Structure-based derivation and optimization of YAP-like coactivator-derived peptides to selectively target TEAD family transcription factors by hydrocarbon stapling and cyclization.

Abstract

Human transcriptional enhanced associate domain (TEAD) family consists of four paralogous transcription factors that function to modulate gene expression by interacting with YAP-like coactivators and have been recognized as potential therapeutic targets of diverse diseases including lung cancer and gastric tumor.

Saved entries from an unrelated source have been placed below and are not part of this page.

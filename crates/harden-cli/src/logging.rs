use tracing_subscriber::{EnvFilter, fmt, prelude::*};

use crate::error::{CliError, Result};

/// Install the global tracing subscriber.
///
/// Logs go to stderr so that stdout stays clean for `--json`. `RUST_LOG`
/// wins when set; otherwise the level is `warn`, or `debug` with `verbose`.
pub fn init(verbose: bool) -> Result<()> {
    let fmt_layer = fmt::layer()
        .with_writer(std::io::stderr)
        .with_target(verbose)
        .with_thread_ids(verbose)
        .with_level(true)
        .compact();

    let default = if verbose { "debug" } else { "warn" };
    let filter_layer = EnvFilter::try_from_default_env()
        .or_else(|_| EnvFilter::try_new(default))
        .map_err(|e| CliError::Logging(e.to_string()))?;

    tracing_subscriber::registry()
        .with(filter_layer)
        .with(fmt_layer)
        .try_init()
        .map_err(|e| CliError::Logging(e.to_string()))?;

    tracing::debug!("Verbose mode enabled");
    Ok(())
}
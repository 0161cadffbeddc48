//! Explicit retry policy for filesystem mutations
//!
//! A write that fails is attempted again a bounded number of times, with a
//! fixed pause and a warning logged for every failed attempt. There is
//! exactly one code path per operation; the policy is the only retry.

use std::cell::Cell;
use std::time::Duration;

use backoff::backoff::Constant;

/// How many times, and how far apart, to attempt a fallible operation.
#[derive(Debug, Clone, Copy, PartialEq, Eq)]
pub struct RetryPolicy {
    /// Total attempts, including the first. Zero is treated as one.
    pub attempts: u32,
    /// Pause between attempts.
    pub delay: Duration,
}

impl Default for RetryPolicy {
    /// One retry after 100ms.
    fn default() -> Self {
        Self {
            attempts: 2,
            delay: Duration::from_millis(100),
        }
    }
}

impl RetryPolicy {
    /// A policy that never retries.
    pub fn none() -> Self {
        Self {
            attempts: 1,
            delay: Duration::ZERO,
        }
    }

    /// Run `op`, retrying on error according to the policy.
    ///
    /// `what` names the operation in log output. The error of the final
    /// attempt is returned when all attempts fail.
    pub fn run<T, E, F>(&self, what: &str, mut op: F) -> Result<T, E>
    where
        E: std::fmt::Display,
        F: FnMut() -> Result<T, E>,
    {
        let max_attempts = self.attempts.max(1);
        let attempt = Cell::new(0u32);

        let result = backoff::retry_notify(
            Constant::new(self.delay),
            || {
                attempt.set(attempt.get() + 1);
                op().map_err(|err| {
                    if attempt.get() >= max_attempts {
                        backoff::Error::permanent(err)
                    } else {
                        backoff::Error::transient(err)
                    }
                })
            },
            |err: E, wait: Duration| {
                tracing::warn!(
                    operation = what,
                    attempt = attempt.get(),
                    max_attempts,
                    retry_in_ms = wait.as_millis() as u64,
                    error = %err,
                    "operation failed, retrying"
                );
            },
        );

        result.map_err(|err| match err {
            backoff::Error::Permanent(err) => err,
            backoff::Error::Transient { err, .. } => err,
        })
    }
}

#[cfg(test)]
mod tests {
    use super::*;

    fn fast(attempts: u32) -> RetryPolicy {
        RetryPolicy {
            attempts,
            delay: Duration::ZERO,
        }
    }

    #[test]
    fn succeeds_without_retry() {
        let mut calls = 0;
        let result: Result<u32, String> = fast(2).run("noop", || {
            calls += 1;
            Ok(7)
        });
        assert_eq!(result.unwrap(), 7);
        assert_eq!(calls, 1);
    }

    #[test]
    fn retries_once_then_succeeds() {
        let mut calls = 0;
        let result: Result<&str, String> = fast(2).run("flaky", || {
            calls += 1;
            if calls == 1 {
                Err("busy".to_string())
            } else {
                Ok("done")
            }
        });
        assert_eq!(result.unwrap(), "done");
        assert_eq!(calls, 2);
    }

    #[test]
    fn gives_up_after_configured_attempts() {
        let mut calls = 0;
        let result: Result<(), String> = fast(2).run("broken", || {
            calls += 1;
            Err(format!("failure {calls}"))
        });
        assert_eq!(result.unwrap_err(), "failure 2");
        assert_eq!(calls, 2);
    }

    #[test]
    fn none_policy_attempts_once() {
        let mut calls = 0;
        let result: Result<(), String> = RetryPolicy::none().run("once", || {
            calls += 1;
            Err("nope".to_string())
        });
        assert!(result.is_err());
        assert_eq!(calls, 1);
    }
}
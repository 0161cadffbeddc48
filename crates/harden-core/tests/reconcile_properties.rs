//! Reconciliation properties over generated documents

use harden_core::{ConfigDocument, ConfigReconciler, Directive};
use harden_test_utils::fixtures;
use pretty_assertions::assert_eq;
use proptest::prelude::*;

const KEYS: &[&str] = &[
    "Ciphers",
    "MACs",
    "KexAlgorithms",
    "PermitRootLogin",
    "X11Forwarding",
    "MaxAuthTries",
];

fn line() -> impl Strategy<Value = String> {
    prop_oneof![
        Just(String::new()),
        "# [a-z ]{0,20}",
        (prop::sample::select(KEYS), "[a-z0-9,@.-]{1,16}").prop_map(|(k, v)| format!("{k} {v}")),
        (prop::sample::select(KEYS), "[a-z0-9,@.-]{1,16}").prop_map(|(k, v)| format!("#{k} {v}")),
        (prop::sample::select(KEYS), "[a-z0-9]{1,8}").prop_map(|(k, v)| format!("  {k}\t{v}")),
        "Match [a-z]{1,8}",
    ]
}

fn document() -> impl Strategy<Value = String> {
    (prop::collection::vec(line(), 0..12), any::<bool>()).prop_map(|(lines, trailing)| {
        let mut text = lines.join("\n");
        if trailing && !text.is_empty() {
            text.push('\n');
        }
        text
    })
}

fn directives() -> impl Strategy<Value = Vec<Directive>> {
    prop::sample::subsequence(KEYS.to_vec(), 0..=KEYS.len()).prop_flat_map(|keys| {
        let n = keys.len();
        (
            Just(keys),
            prop::collection::vec("[a-z0-9@.-]{1,12}", n),
            prop::collection::vec(any::<bool>(), n),
        )
            .prop_map(|(keys, values, disabled)| {
                keys.into_iter()
                    .zip(values)
                    .zip(disabled)
                    .map(|((key, value), off)| {
                        if off {
                            Directive::disable(key, value, None)
                        } else {
                            Directive::set(key, value)
                        }
                    })
                    .collect()
            })
    })
}

fn apply(text: &str, directives: &[Directive]) -> (String, usize) {
    let result = ConfigReconciler::new().reconcile(&ConfigDocument::parse(text), directives);
    (result.document.render(), result.changed())
}

proptest! {
    #[test]
    fn parse_render_is_lossless(text in document()) {
        prop_assert_eq!(ConfigDocument::parse(&text).render(), text);
    }

    #[test]
    fn second_pass_changes_nothing(text in document(), directives in directives()) {
        let (once, _) = apply(&text, &directives);
        let (twice, changed) = apply(&once, &directives);
        prop_assert_eq!(changed, 0);
        prop_assert_eq!(twice, once);
    }

    #[test]
    fn unrelated_lines_survive(text in document(), directives in directives()) {
        let (output, _) = apply(&text, &directives);
        let touched: Vec<&str> = directives.iter().map(|d| d.key.as_str()).collect();
        for line in text.lines() {
            let mentions_key = touched.iter().any(|k| line.contains(k));
            if !mentions_key {
                prop_assert!(output.lines().any(|l| l == line), "lost line {:?}", line);
            }
        }
    }
}

#[test]
fn no_op_reconcile_of_fixtures_is_byte_exact() {
    for text in [
        fixtures::SSHD_CONFIG_RHEL,
        fixtures::SSH_CONFIG_DEBIAN,
        fixtures::COMMENTS_ONLY,
    ] {
        let (output, changed) = apply(text, &[]);
        assert_eq!(changed, 0);
        assert_eq!(output, text);
    }
}

#[test]
fn comments_only_file_gets_directives_appended() {
    let directives = vec![
        Directive::set("PermitRootLogin", "no"),
        Directive::set("X11Forwarding", "no"),
    ];
    let (output, changed) = apply(fixtures::COMMENTS_ONLY, &directives);
    assert_eq!(changed, 2);
    assert_eq!(
        output,
        format!(
            "{}PermitRootLogin no\nX11Forwarding no\n",
            fixtures::COMMENTS_ONLY
        )
    );
}
//! Idempotent SSH configuration reconciliation with verified rollback
//!
//! This crate implements the reconcile / verify / roll back loop for
//! line-oriented `key value` configuration files such as `sshd_config` and
//! `ssh_config`:
//!
//! - **ConfigReconciler**: rewrites or appends one line per directive and
//!   reports, per directive, whether anything changed
//! - **SafetyGuard**: snapshot before, validate after, restore on rejection
//! - **ApplyOrchestrator**: runs the guard across many targets, resolving
//!   well-known files through a per-platform [`PathResolver`]
//!
//! # Architecture
//!
//! ```text
//!              harden-cli
//!                  |
//!             harden-core
//!   profile -> orchestrator -> guard -> reconcile -> document
//!                                |
//!                     backup / validate / clock
//!                  |
//!              harden-fs
//! ```
//!
//! # Example
//!
//! ```no_run
//! use std::path::Path;
//! use harden_core::{Directive, NoopValidator, SafetyGuard};
//!
//! # fn main() -> harden_core::Result<()> {
//! let guard = SafetyGuard::default();
//! let result = guard.apply(
//!     Path::new("/etc/ssh/sshd_config"),
//!     &[Directive::set("PermitRootLogin", "no")],
//!     &NoopValidator,
//! )?;
//! assert!(!result.rolled_back);
//! # Ok(())
//! # }
//! ```

pub mod backup;
pub mod clock;
pub mod directive;
pub mod document;
pub mod error;
pub mod guard;
pub mod orchestrator;
pub mod paths;
pub mod profile;
pub mod reconcile;
pub mod validate;

pub use backup::{BackupEntry, BackupManager, Snapshot};
pub use clock::{Clock, FixedClock, SystemClock};
pub use directive::{Directive, DirectiveValue};
pub use document::{ConfigDocument, LineKind};
pub use error::{Error, Result};
pub use guard::{ApplyResult, SafetyGuard};
pub use harden_fs::RetryPolicy;
pub use orchestrator::{
    ApplyOrchestrator, RunReport, Target, TargetFile, TargetReport, TargetStatus,
};
pub use paths::{ConfigFile, LinuxPaths, MacPaths, PathResolver, Platform};
pub use profile::{Profile, TargetSpec, ValidatorName, ValidatorSpec};
pub use reconcile::{ChangeKind, ConfigReconciler, DirectiveChange, Plan, Reconciliation};
pub use validate::{CommandValidator, NoopValidator, ValidationOutcome, Validator};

Here, we attempt to explore the systematic interaction profile between the 4 TEAD proteins and the peptides derived from the binding sites of 8 known YAP-like coactivators, in order to analyze the binding affinity and recognition specificity of these peptides toward the TEAD family, and to design hydrocarbon-stapled/cyclized peptides that can target the specific interaction profile for each coactivator. Structural, energetic, and dynamic investigations of TEAD-coactivator interactions reveal that the coactivators adopt three independent secondary structure regions (β-strand, α-helix, and Ω-loop) to surround on the surface of TEAD proteins, in which the α-helical and Ω-loop regions are primarily responsible for the interactions. Five α-helical peptides and four Ω-loop peptides are derived from the 8 YAP-like coactivators, and their systematic binding profile toward the 4 TEAD proteins is created, and hydrocarbon stapling and cyclization strategies are employed to constrain the free α-helical and Ω-loop peptides into their native conformations, respectively, thus effectively promoting peptide binding to TEADs. The all-hydrocarbon and disulfide bridges are designed to point out the TEAD-peptide complex interface, which would not disrupt the direct intermolecular interaction between the TEAD and peptide. Therefore, the stapling and cyclization only improve peptide binding affinity to these TEADs, but do not alter peptide recognition specificity over different TEADs.